Chief Executive Edgar Bronfman said the company continued to perform strongly in digital music sales, which accounted for 35 percent of all sales in the quarter.
Like its bigger peers Vivendi SA's Universal Music Group and Sony Corp's Sony Music Entertainment, Warner Music is struggling with declining sales of recorded music as fewer fans buy albums on CDs.
The shift to downloaded music has led to a slump in revenue as fans increasingly buy lower-priced individual songs from Web retailers like Apple Inc's iTunes Music Store.
Bronfman said that a recent introduction of variable-priced songs on iTunes had been a net positive for Warner Music's digital revenue.
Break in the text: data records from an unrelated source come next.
//! Shared test doubles for the integration tests.
#![allow(dead_code)]

use async_trait::async_trait;
use cortex_app::CortexApp;
use cortex_core::dashboard::{DashboardStats, DashboardSummary};
use cortex_core::error::{CortexError, Result};
use cortex_core::event::{Event, EventDraft};
use cortex_core::focus::{CompletionReport, SessionType};
use cortex_core::insight::{Insight, InsightFeed};
use cortex_core::note::{Note, NoteDraft};
use cortex_core::search::{SearchBuckets, SearchResults};
use cortex_core::task::{Task, TaskDraft, TaskStatus};
use cortex_core::user::UserProfile;
use cortex_gateway::{
    AuthToken, ChatReply, FocusSessionRecord, MemoryTokenStore, NoteTemplate, ProductivityApi,
    TaskPatch, TemplateCatalog,
};
use std::collections::HashSet;
use std::sync::atomic::{AtomicI64, Ordering};
use std::sync::{Arc, Mutex};

/// API double that records every call, fails on demand per endpoint, and
/// can hold a call open to stage a race against logout.
#[derive(Default)]
pub struct MockApi {
    calls: Mutex<Vec<String>>,
    failing: Mutex<HashSet<&'static str>>,
    dropping: Mutex<HashSet<&'static str>>,
    gated: Mutex<HashSet<&'static str>>,
    gate: tokio::sync::Notify,
    next_id: AtomicI64,
}

impl MockApi {
    pub fn new() -> Arc<Self> {
        Arc::new(Self {
            next_id: AtomicI64::new(100),
            ..Self::default()
        })
    }

    /// Makes the named endpoint fail with an API error from now on.
    pub fn fail(&self, endpoint: &'static str) {
        self.failing.lock().unwrap().insert(endpoint);
    }

    /// Makes the named endpoint fail with a transport error from now on.
    pub fn fail_transport(&self, endpoint: &'static str) {
        self.dropping.lock().unwrap().insert(endpoint);
    }

    /// Holds calls to the named endpoint open until [`MockApi::release`].
    pub fn gate(&self, endpoint: &'static str) {
        self.gated.lock().unwrap().insert(endpoint);
    }

    /// Releases every call held open by [`MockApi::gate`].
    pub fn release(&self) {
        self.gated.lock().unwrap().clear();
        self.gate.notify_waiters();
    }

    /// Every call recorded so far, in order.
    pub fn calls(&self) -> Vec<String> {
        self.calls.lock().unwrap().clone()
    }

    /// Number of calls whose record starts with `prefix`.
    pub fn count(&self, prefix: &str) -> usize {
        self.calls
            .lock()
            .unwrap()
            .iter()
            .filter(|c| c.starts_with(prefix))
            .count()
    }

    async fn record(&self, call: impl Into<String>) -> Result<()> {
        let call = call.into();
        let endpoint = call.split(':').next().unwrap_or(&call).to_string();
        self.calls.lock().unwrap().push(call);

        loop {
            let released = self.gate.notified();
            if !self.gated.lock().unwrap().contains(endpoint.as_str()) {
                break;
            }
            released.await;
        }

        if self.dropping.lock().unwrap().contains(endpoint.as_str()) {
            return Err(CortexError::network("network error"));
        }
        if self.failing.lock().unwrap().contains(endpoint.as_str()) {
            return Err(CortexError::api(500, format!("{endpoint} unavailable")));
        }
        Ok(())
    }

    fn fresh_id(&self) -> i64 {
        self.next_id.fetch_add(1, Ordering::SeqCst)
    }
}

pub fn profile() -> UserProfile {
    UserProfile {
        id: 1,
        email: "demo@cortex.app".to_string(),
        username: "demo".to_string(),
        plan: "free".to_string(),
        avatar_url: None,
    }
}

pub fn note(id: i64, title: &str) -> Note {
    Note {
        id,
        title: title.to_string(),
        content: String::new(),
        tags: Vec::new(),
        is_archived: false,
        created_at: "2026-08-23T08:00:00".to_string(),
        updated_at: "2026-08-23T08:00:00".to_string(),
    }
}

pub fn task(id: i64, title: &str, status: TaskStatus) -> Task {
    Task {
        id,
        title: title.to_string(),
        description: None,
        status,
        priority: "medium".to_string(),
        due_date: None,
        created_at: "2026-08-23T08:00:00".to_string(),
        updated_at: "2026-08-23T08:00:00".to_string(),
        completed_at: None,
    }
}

pub fn event(id: i64, title: &str, start_time: &str) -> Event {
    Event {
        id,
        title: title.to_string(),
        description: None,
        start_time: start_time.to_string(),
        end_time: start_time.to_string(),
        is_all_day: false,
        is_online: false,
        location: None,
        color: "#3B82F6".to_string(),
    }
}

fn summary() -> DashboardSummary {
    DashboardSummary {
        stats: DashboardStats {
            total_notes: 2,
            total_tasks: 3,
            completed_tasks: 1,
            ..Default::default()
        },
        today_events: vec![event(10, "standup", "2026-08-23T09:30:00")],
        recent_notes: vec![note(1, "weekly plan"), note(2, "meeting minutes")],
        ai_insight: None,
    }
}

#[async_trait]
impl ProductivityApi for MockApi {
    async fn login(&self, email: &str, _password: &str) -> Result<(String, UserProfile)> {
        self.record(format!("login:{email}")).await
            .map_err(|_| CortexError::api(401, "invalid credentials"))?;
        Ok(("tok-login".to_string(), profile()))
    }

    async fn register(
        &self,
        email: &str,
        username: &str,
        _password: &str,
    ) -> Result<(String, UserProfile)> {
        self.record(format!("register:{email}")).await?;
        let mut user = profile();
        user.username = username.to_string();
        Ok(("tok-register".to_string(), user))
    }

    async fn me(&self) -> Result<UserProfile> {
        self.record("me").await?;
        Ok(profile())
    }

    async fn dashboard_summary(&self) -> Result<DashboardSummary> {
        self.record("dashboard_summary").await?;
        Ok(summary())
    }

    async fn ai_insights(&self) -> Result<InsightFeed> {
        self.record("ai_insights").await?;
        Ok(InsightFeed {
            latest_insight: Some(Insight {
                daily_summary: Some("steady progress".to_string()),
                suggestions: vec!["take a break".to_string()],
                focus_score: 7.5,
                productivity_trend: Some("up".to_string()),
            }),
            insights_history: Vec::new(),
        })
    }

    async fn ai_chat(&self, message: &str) -> Result<ChatReply> {
        self.record(format!("ai_chat:{message}")).await?;
        Ok(ChatReply {
            response: format!("coach says: {message}"),
            timestamp: None,
        })
    }

    async fn list_notes(&self) -> Result<Vec<Note>> {
        self.record("list_notes").await?;
        Ok(vec![note(1, "weekly plan"), note(2, "meeting minutes")])
    }

    async fn create_note(&self, draft: &NoteDraft) -> Result<Note> {
        self.record(format!("create_note:{}", draft.title)).await?;
        Ok(note(self.fresh_id(), &draft.title))
    }

    async fn update_note(&self, id: i64, draft: &NoteDraft) -> Result<Note> {
        self.record(format!("update_note:{id}")).await?;
        Ok(note(id, &draft.title))
    }

    async fn delete_note(&self, id: i64) -> Result<()> {
        self.record(format!("delete_note:{id}")).await?;
        Ok(())
    }

    async fn list_tasks(&self) -> Result<Vec<Task>> {
        self.record("list_tasks").await?;
        Ok(vec![
            task(20, "review draft", TaskStatus::Todo),
            task(21, "ship release", TaskStatus::InProgress),
        ])
    }

    async fn create_task(&self, draft: &TaskDraft) -> Result<Task> {
        self.record(format!("create_task:{}", draft.title)).await?;
        Ok(task(self.fresh_id(), &draft.title, TaskStatus::Todo))
    }

    async fn update_task(&self, id: i64, patch: &TaskPatch) -> Result<Task> {
        self.record(format!("update_task:{id}")).await?;
        let status = patch.status.unwrap_or(TaskStatus::Todo);
        Ok(task(id, "review draft", status))
    }

    async fn list_events(&self) -> Result<Vec<Event>> {
        self.record("list_events").await?;
        Ok(vec![event(10, "standup", "2026-08-23T09:30:00")])
    }

    async fn create_event(&self, draft: &EventDraft) -> Result<Event> {
        self.record(format!("create_event:{}", draft.title)).await?;
        Ok(event(self.fresh_id(), &draft.title, &draft.start_time))
    }

    async fn start_focus_session(
        &self,
        session_type: SessionType,
        planned_minutes: u32,
    ) -> Result<FocusSessionRecord> {
        self.record(format!("start_focus_session:{}", session_type.as_str())).await?;
        Ok(FocusSessionRecord {
            id: self.fresh_id(),
            session_type: Some(session_type.as_str().to_string()),
            planned_duration: Some(planned_minutes),
            status: Some("active".to_string()),
        })
    }

    async fn complete_focus_session(&self, report: &CompletionReport) -> Result<()> {
        self.record(format!("complete_focus_session:{}", report.session_id)).await?;
        Ok(())
    }

    async fn search(&self, query: &str) -> Result<SearchResults> {
        self.record(format!("search:{query}")).await?;
        Ok(SearchResults {
            query: query.to_string(),
            results: SearchBuckets {
                notes: vec![note(1, "weekly plan")],
                tasks: Vec::new(),
                events: Vec::new(),
            },
            total_results: 1,
        })
    }

    async fn get_templates(&self) -> Result<TemplateCatalog> {
        self.record("get_templates").await?;
        Ok(TemplateCatalog {
            user_templates: vec![note(31, "retro")],
            default_templates: vec![NoteTemplate {
                id: "meeting-notes".to_string(),
                title: "회의록 템플릿".to_string(),
                content: "# 회의록".to_string(),
                emoji: Some("👥".to_string()),
                category: Some("project".to_string()),
            }],
        })
    }

    async fn use_template(&self, template_id: &str, title: Option<&str>) -> Result<Note> {
        self.record(format!("use_template:{template_id}")).await?;
        Ok(note(self.fresh_id(), title.unwrap_or("회의록 템플릿")))
    }

    async fn get_settings(&self) -> Result<serde_json::Value> {
        self.record("get_settings").await?;
        Ok(serde_json::json!({"theme": "light"}))
    }

    async fn update_settings(&self, settings: &serde_json::Value) -> Result<serde_json::Value> {
        self.record("update_settings").await?;
        Ok(settings.clone())
    }
}

/// Builds an app over the mock API with empty in-memory token storage.
pub fn app(api: Arc<MockApi>) -> CortexApp {
    CortexApp::new(api, Arc::new(MemoryTokenStore::new()), AuthToken::new())
}

/// Builds an app whose token store already holds a persisted token.
pub fn app_with_stored_token(api: Arc<MockApi>, token: &str) -> CortexApp {
    CortexApp::new(
        api,
        Arc::new(MemoryTokenStore::with_token(token)),
        AuthToken::new(),
    )
}
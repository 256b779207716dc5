//! HTTP gateway client.
//!
//! Builds authenticated requests against the Cortex API and normalizes
//! failures into the shared error taxonomy: a non-2xx response becomes
//! `CortexError::Api` carrying the server-supplied message when the body
//! has one, and a transport failure becomes `CortexError::Network`.
//! Requests are never retried here; retry policy belongs to callers.

use cortex_core::error::{CortexError, Result};
use reqwest::{Client, Method, StatusCode, header};
use serde::Deserialize;
use std::sync::Arc;
use std::time::Duration;
use tokio::sync::RwLock;

use crate::config::GatewayConfig;

const REQUEST_TIMEOUT: Duration = Duration::from_secs(30);
const GENERIC_FAILURE: &str = "API request failed";

/// Shared handle to the session's bearer token.
///
/// Created once at application start and handed to both the gateway and the
/// session lifecycle, which sets it on login and clears it on logout. This
/// replaces the ambient module-level token the original client kept.
#[derive(Clone, Default)]
pub struct AuthToken {
    inner: Arc<RwLock<Option<String>>>,
}

impl AuthToken {
    /// Creates an empty token handle.
    pub fn new() -> Self {
        Self::default()
    }

    /// Installs a token after successful authentication.
    pub async fn set(&self, token: impl Into<String>) {
        *self.inner.write().await = Some(token.into());
    }

    /// Clears the token on logout or credential rejection.
    pub async fn clear(&self) {
        *self.inner.write().await = None;
    }

    /// The current token, if one is held.
    pub async fn get(&self) -> Option<String> {
        self.inner.read().await.clone()
    }
}

/// Client for the Cortex HTTP API.
#[derive(Clone)]
pub struct HttpGateway {
    client: Client,
    base_url: String,
    auth: AuthToken,
}

impl HttpGateway {
    /// Creates a gateway for the configured origin.
    pub fn new(config: &GatewayConfig, auth: AuthToken) -> Self {
        let client = Client::builder()
            .timeout(REQUEST_TIMEOUT)
            .build()
            .unwrap_or_default();
        Self {
            client,
            base_url: config.base_url.trim_end_matches('/').to_string(),
            auth,
        }
    }

    /// Sends a request and returns the decoded JSON body.
    ///
    /// # Arguments
    ///
    /// * `endpoint` - Path relative to the configured origin (e.g. `/notes`)
    /// * `method` - HTTP method
    /// * `body` - Optional JSON body
    /// * `auth_required` - Attach the bearer header (when a token is held)
    pub async fn send(
        &self,
        endpoint: &str,
        method: Method,
        body: Option<&serde_json::Value>,
        auth_required: bool,
    ) -> Result<serde_json::Value> {
        let url = format!("{}{}", self.base_url, endpoint);
        let mut request = self.client.request(method, &url);
        if let Some(body) = body {
            request = request.json(body);
        }
        self.dispatch(request, endpoint, auth_required).await
    }

    /// Sends a request with URL-encoded query pairs.
    ///
    /// Encoding is reqwest's; callers pass the raw values.
    pub async fn send_with_query(
        &self,
        endpoint: &str,
        method: Method,
        query: &[(&str, &str)],
        auth_required: bool,
    ) -> Result<serde_json::Value> {
        let url = format!("{}{}", self.base_url, endpoint);
        let request = self.client.request(method, &url).query(query);
        self.dispatch(request, endpoint, auth_required).await
    }

    async fn dispatch(
        &self,
        mut request: reqwest::RequestBuilder,
        endpoint: &str,
        auth_required: bool,
    ) -> Result<serde_json::Value> {
        if auth_required {
            if let Some(token) = self.auth.get().await {
                request = request.header(header::AUTHORIZATION, format!("Bearer {token}"));
            }
        }

        let response = request.send().await.map_err(|err| {
            tracing::debug!(target: "gateway", endpoint, error = %err, "transport failure");
            CortexError::network("network error")
        })?;

        let status = response.status();
        let text = response
            .text()
            .await
            .map_err(|_| CortexError::network("network error"))?;

        if !status.is_success() {
            return Err(map_http_error(status, &text));
        }

        serde_json::from_str(&text).map_err(CortexError::from)
    }
}

#[derive(Deserialize)]
struct ErrorBody {
    message: String,
}

/// Extracts the server message from a non-2xx body, with a generic fallback.
fn map_http_error(status: StatusCode, body: &str) -> CortexError {
    let message = serde_json::from_str::<ErrorBody>(body)
        .map(|wrapper| wrapper.message)
        .unwrap_or_else(|_| GENERIC_FAILURE.to_string());
    CortexError::api(status.as_u16(), message)
}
Digital music sales rose 8 percent from a year ago to $184 million. But the sales were flat from the fiscal fourth quarter, which ended in September.
According to tracking firm Nielsen SoundScan, U.S. album sales in 2009 tumbled for the eighth time in nine years as the rate of growth in legal digital downloads slid in a turnaround from recent years.
"These numbers are encouraging relative to the industry-wide numbers," said Standard & Poor's analyst Tuna Amobi. "There's no getting away from the challenging environment for CD sales."
Warner expects its biggest hits to be released near the latter part of the fiscal year, similar to its fiscal year 2009.
New York-based Warner Music is widely expected to be interested in buying the recorded music assets of debt-laden EMI Music which is currently going through a legal dispute with Citigroup.
Bronfman declined to comment directly on EMI, the fourth- largest music company, on a conference call with analysts but said he did not see any regulatory barriers to consolidation.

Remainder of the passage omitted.